Produced by Josh Kaufman (The Hold Steady, David Wax Museum), In the Shadow of the Holy Mountain brings a potent new energy to the elegantly composed folk/indie-rock of past LPs like 2016’s And Then Like Lions. In a profound step forward for the band—whose lineup also includes drummer/co-founder Ryan Dobrowski, bassist Luke Ydstie, and multi-instrumentalist Kati Claborn—Blind Pilot’s fourth full-length unfolds with an exquisite fluidity, fully harnessing the undeniable chemistry. “In the past we’ve always been very serious and intentional about the process, but Josh often encouraged us to throw away our preconceived notions of what the songs were supposed to be,” says Nebeker. “So much of the album came from all of us playing live together, listening to each other and trusting our instincts, and really getting to the core of the song,” Dobrowski adds. The result: the most revelatory expression yet of Blind Pilot’s palpable reverence for music as a connective force.
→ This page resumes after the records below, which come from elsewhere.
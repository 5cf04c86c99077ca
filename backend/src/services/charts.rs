//! Chart renderer: tables in, declarative chart specifications out.

use serde_json::{json, Value};

use super::aggregation::{AggregatedTable, GroupValue, Reduction};
use super::hexbin::{HexCell, WeightedPoint};
use super::interpolation::AlignedSeries;
use super::segments::SegmentedPoint;
use crate::models::{Metric, Month, TimeSeries};
use crate::routes::charts::{ChartKind, ChartSpec, ColorRule, EncodingSpec, FieldEncoding, FieldType};

const VEGA_LITE_SCHEMA: &str = "https://vega.github.io/schema/vega-lite/v5.json";

/// Colours assigned to categories when a chart has several series.
const CATEGORY_COLORS: [&str; 5] = ["#f5a623", "#2ca02c", "#1f77b4", "#9467bd", "#8c564b"];

fn field_json(field: &FieldEncoding) -> Value {
    serde_json::to_value(field).unwrap_or(Value::Null)
}

/// Build a Vega-Lite document for a line or bar chart.
pub fn vega_lite(title: &str, kind: ChartKind, rows: Vec<Value>, encoding: &EncodingSpec) -> Value {
    let mark_type = match kind {
        ChartKind::Bar => "bar",
        _ => "line",
    };
    let mut mark = json!({ "type": mark_type, "tooltip": true });
    let mut channels = serde_json::Map::new();
    channels.insert("x".into(), field_json(&encoding.x));
    channels.insert("y".into(), field_json(&encoding.y));

    match &encoding.color {
        ColorRule::Fixed { color } => {
            mark["color"] = json!(color);
        }
        ColorRule::ByField { field } => {
            let mut color = field_json(field);
            color["scale"] = json!({ "range": CATEGORY_COLORS });
            channels.insert("color".into(), color);
            if kind == ChartKind::Bar {
                channels.insert("xOffset".into(), json!({ "field": field.field }));
            }
        }
        ColorRule::Threshold {
            flag_field,
            segment_field,
            threshold,
            above,
            below,
        } => {
            channels.insert(
                "color".into(),
                json!({
                    "field": flag_field,
                    "type": "nominal",
                    "title": format!("Threshold {}", threshold),
                    "scale": { "domain": ["below", "above"], "range": [below, above] },
                }),
            );
            channels.insert(
                "detail".into(),
                json!({ "field": segment_field, "type": "nominal" }),
            );
        }
    }

    if !encoding.tooltip.is_empty() {
        channels.insert(
            "tooltip".into(),
            Value::Array(encoding.tooltip.iter().map(field_json).collect()),
        );
    }

    json!({
        "$schema": VEGA_LITE_SCHEMA,
        "title": title,
        "width": "container",
        "data": { "values": rows },
        "mark": mark,
        "encoding": Value::Object(channels),
    })
}

fn chart(id: &str, title: &str, kind: ChartKind, rows: Vec<Value>, encoding: &EncodingSpec) -> ChartSpec {
    ChartSpec {
        id: id.to_string(),
        title: title.to_string(),
        kind,
        spec: vega_lite(title, kind, rows, encoding),
    }
}

/// Grouped bar chart of monthly values, months in calendar order.
pub fn monthly_bar_chart(
    id: &str,
    title: &str,
    table: &AggregatedTable,
    metrics: &[Metric],
    reduction: Reduction,
    color: &str,
) -> ChartSpec {
    let mut rows = Vec::new();
    for row in &table.rows {
        let GroupValue::Month(month) = row.key else {
            continue;
        };
        for &metric in metrics {
            if let Some(value) = row.get(metric, reduction) {
                rows.push(json!({
                    "month": month.name(),
                    "metric": metric.label(),
                    "value": value,
                    "days": row.count,
                }));
            }
        }
    }

    let color = if metrics.len() > 1 {
        ColorRule::ByField {
            field: FieldEncoding::new("metric", FieldType::Nominal).titled("Metric"),
        }
    } else {
        ColorRule::Fixed {
            color: color.to_string(),
        }
    };
    let encoding = EncodingSpec {
        x: FieldEncoding::new("month", FieldType::Ordinal)
            .titled("Month")
            .sorted(Month::canonical_names()),
        y: FieldEncoding::new("value", FieldType::Quantitative)
            .titled(format!("{} per household per day (kWh)", reduction.name())),
        color,
        tooltip: vec![
            FieldEncoding::new("month", FieldType::Ordinal),
            FieldEncoding::new("metric", FieldType::Nominal),
            FieldEncoding::new("value", FieldType::Quantitative),
            FieldEncoding::new("days", FieldType::Quantitative).titled("Records"),
        ],
    };
    chart(id, title, ChartKind::Bar, rows, &encoding)
}

/// Plain line chart of a single series.
pub fn series_line_chart(id: &str, title: &str, series: &TimeSeries, y_title: &str, color: &str) -> ChartSpec {
    let rows = series
        .points()
        .iter()
        .map(|p| json!({ "date": p.date, "value": p.value }))
        .collect();
    let encoding = EncodingSpec {
        x: FieldEncoding::new("date", FieldType::Temporal).titled("Date"),
        y: FieldEncoding::new("value", FieldType::Quantitative).titled(y_title),
        color: ColorRule::Fixed {
            color: color.to_string(),
        },
        tooltip: vec![
            FieldEncoding::new("date", FieldType::Temporal),
            FieldEncoding::new("value", FieldType::Quantitative).titled(y_title),
        ],
    };
    chart(id, title, ChartKind::Line, rows, &encoding)
}

/// Line chart coloured by threshold runs.
pub fn segmented_line_chart(
    id: &str,
    title: &str,
    points: &[SegmentedPoint],
    threshold: f64,
    y_title: &str,
    above: &str,
    below: &str,
) -> ChartSpec {
    let rows = points
        .iter()
        .map(|p| {
            json!({
                "date": p.date,
                "value": p.value,
                "band": if p.above { "above" } else { "below" },
                "segment": p.segment,
            })
        })
        .collect();
    let encoding = EncodingSpec {
        x: FieldEncoding::new("date", FieldType::Temporal).titled("Week"),
        y: FieldEncoding::new("value", FieldType::Quantitative).titled(y_title),
        color: ColorRule::Threshold {
            flag_field: "band".to_string(),
            segment_field: "segment".to_string(),
            threshold,
            above: above.to_string(),
            below: below.to_string(),
        },
        tooltip: vec![
            FieldEncoding::new("date", FieldType::Temporal),
            FieldEncoding::new("value", FieldType::Quantitative).titled(y_title),
            FieldEncoding::new("band", FieldType::Nominal),
        ],
    };
    chart(id, title, ChartKind::Line, rows, &encoding)
}

/// Scale values so the largest equals 100. Series without a positive
/// maximum are returned unchanged.
pub fn index_to_max(values: &[f64]) -> Vec<f64> {
    let max = values.iter().copied().fold(f64::NEG_INFINITY, f64::max);
    if max > 0.0 {
        values.iter().map(|v| v / max * 100.0).collect()
    } else {
        values.to_vec()
    }
}

/// Two aligned series on one indexed axis (largest value = 100 per series).
pub fn aligned_line_chart(
    id: &str,
    title: &str,
    aligned: &AlignedSeries,
    left_label: &str,
    right_label: &str,
) -> ChartSpec {
    let left: Vec<f64> = aligned.points.iter().map(|p| p.left).collect();
    let right: Vec<f64> = aligned.points.iter().map(|p| p.right).collect();
    let (left_idx, right_idx) = (index_to_max(&left), index_to_max(&right));

    let mut rows = Vec::with_capacity(aligned.points.len() * 2);
    for (i, p) in aligned.points.iter().enumerate() {
        rows.push(json!({ "date": p.date, "series": left_label, "index": left_idx[i], "value": p.left }));
        rows.push(json!({ "date": p.date, "series": right_label, "index": right_idx[i], "value": p.right }));
    }

    let encoding = EncodingSpec {
        x: FieldEncoding::new("date", FieldType::Temporal).titled("Date"),
        y: FieldEncoding::new("index", FieldType::Quantitative).titled("Index (max = 100)"),
        color: ColorRule::ByField {
            field: FieldEncoding::new("series", FieldType::Nominal).titled("Series"),
        },
        tooltip: vec![
            FieldEncoding::new("date", FieldType::Temporal),
            FieldEncoding::new("series", FieldType::Nominal),
            FieldEncoding::new("value", FieldType::Quantitative),
        ],
    };
    chart(id, title, ChartKind::Line, rows, &encoding)
}

/// Bar chart of per-household values, bars in the given order.
pub fn household_bar_chart(id: &str, title: &str, bars: &[(String, f64)], y_title: &str, color: &str) -> ChartSpec {
    let rows = bars
        .iter()
        .map(|(user, value)| json!({ "user_id": user, "value": value }))
        .collect();
    let encoding = EncodingSpec {
        x: FieldEncoding::new("user_id", FieldType::Nominal)
            .titled("Household")
            .sorted(bars.iter().map(|(u, _)| u.clone()).collect()),
        y: FieldEncoding::new("value", FieldType::Quantitative).titled(y_title),
        color: ColorRule::Fixed {
            color: color.to_string(),
        },
        tooltip: vec![
            FieldEncoding::new("user_id", FieldType::Nominal),
            FieldEncoding::new("value", FieldType::Quantitative).titled(y_title),
        ],
    };
    chart(id, title, ChartKind::Bar, rows, &encoding)
}

/// Initial map view centred on the points (Denmark when empty).
fn view_state(lons: impl Iterator<Item = f64>, lats: impl Iterator<Item = f64>) -> Value {
    let (lons, lats): (Vec<f64>, Vec<f64>) = (lons.collect(), lats.collect());
    let centre = |v: &[f64], fallback: f64| {
        if v.is_empty() {
            fallback
        } else {
            v.iter().sum::<f64>() / v.len() as f64
        }
    };
    json!({
        "longitude": centre(&lons, 10.5),
        "latitude": centre(&lats, 56.0),
        "zoom": 6.5,
        "pitch": 45,
    })
}

/// Extruded hexagon layer; elevation and colour follow the cell mean.
pub fn hexagon_map(id: &str, title: &str, cells: &[HexCell], metric: Metric, radius_deg: f64, color: &str) -> ChartSpec {
    let max_mean = cells.iter().map(|c| c.mean).fold(0.0_f64, f64::max);
    let data: Vec<Value> = cells
        .iter()
        .map(|c| {
            json!({
                "position": [c.center_lon, c.center_lat],
                "count": c.count,
                "mean": c.mean,
                "sum": c.sum,
            })
        })
        .collect();

    ChartSpec {
        id: id.to_string(),
        title: title.to_string(),
        kind: ChartKind::HexagonMap,
        spec: json!({
            "layer": "HexagonLayer",
            "data": data,
            "radius_deg": radius_deg,
            "elevation_field": "mean",
            "elevation_domain": [0.0, max_mean],
            "color_field": "mean",
            "base_color": color,
            "extruded": true,
            "tooltip": { "metric": metric.label(), "fields": ["count", "mean"] },
            "initial_view_state": view_state(
                cells.iter().map(|c| c.center_lon),
                cells.iter().map(|c| c.center_lat),
            ),
        }),
    }
}

/// Weighted heatmap layer.
pub fn heatmap(id: &str, title: &str, points: &[WeightedPoint], metric: Metric) -> ChartSpec {
    let data: Vec<Value> = points
        .iter()
        .map(|p| json!({ "position": [p.lon, p.lat], "weight": p.weight }))
        .collect();

    ChartSpec {
        id: id.to_string(),
        title: title.to_string(),
        kind: ChartKind::Heatmap,
        spec: json!({
            "layer": "HeatmapLayer",
            "data": data,
            "weight_field": "weight",
            "aggregation": "MEAN",
            "tooltip": { "metric": metric.label() },
            "initial_view_state": view_state(points.iter().map(|p| p.lon), points.iter().map(|p| p.lat)),
        }),
    }
}

#[cfg(test)]
#[path = "charts_tests.rs"]
mod charts_tests;
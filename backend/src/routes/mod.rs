pub mod charts;
pub mod pages;
pub mod widgets;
While Blind Pilot intends to tour principally as a quartet in support of the record, the album includes contributions from longtime trumpeter/keyboardist Dave Jorgensen and vibraphonist Ian Krist. In bringing the album to life, the band worked with a rich palette of instrumentation, handling each track with equal parts extraordinary care and unbridled spontaneity. For both Dobrowski and Nebeker—who formed an early iteration of the band as college students in the mid-aughts—those moments of ineffably closeness serve as the lifeblood of Blind Pilot. “For me making this album felt like celebrating being together and still feeling that deep connection that’s been a throughline for our entire adult lives,” Dobrowski says. “One of my very favorite things about music is the way it not only connects us as bandmates, but allows us to connect to an audience—and then within that audience, people end up connecting with each other. It’s this powerful thing that’s unlike anything else, and in a way it’s kind of like magic.”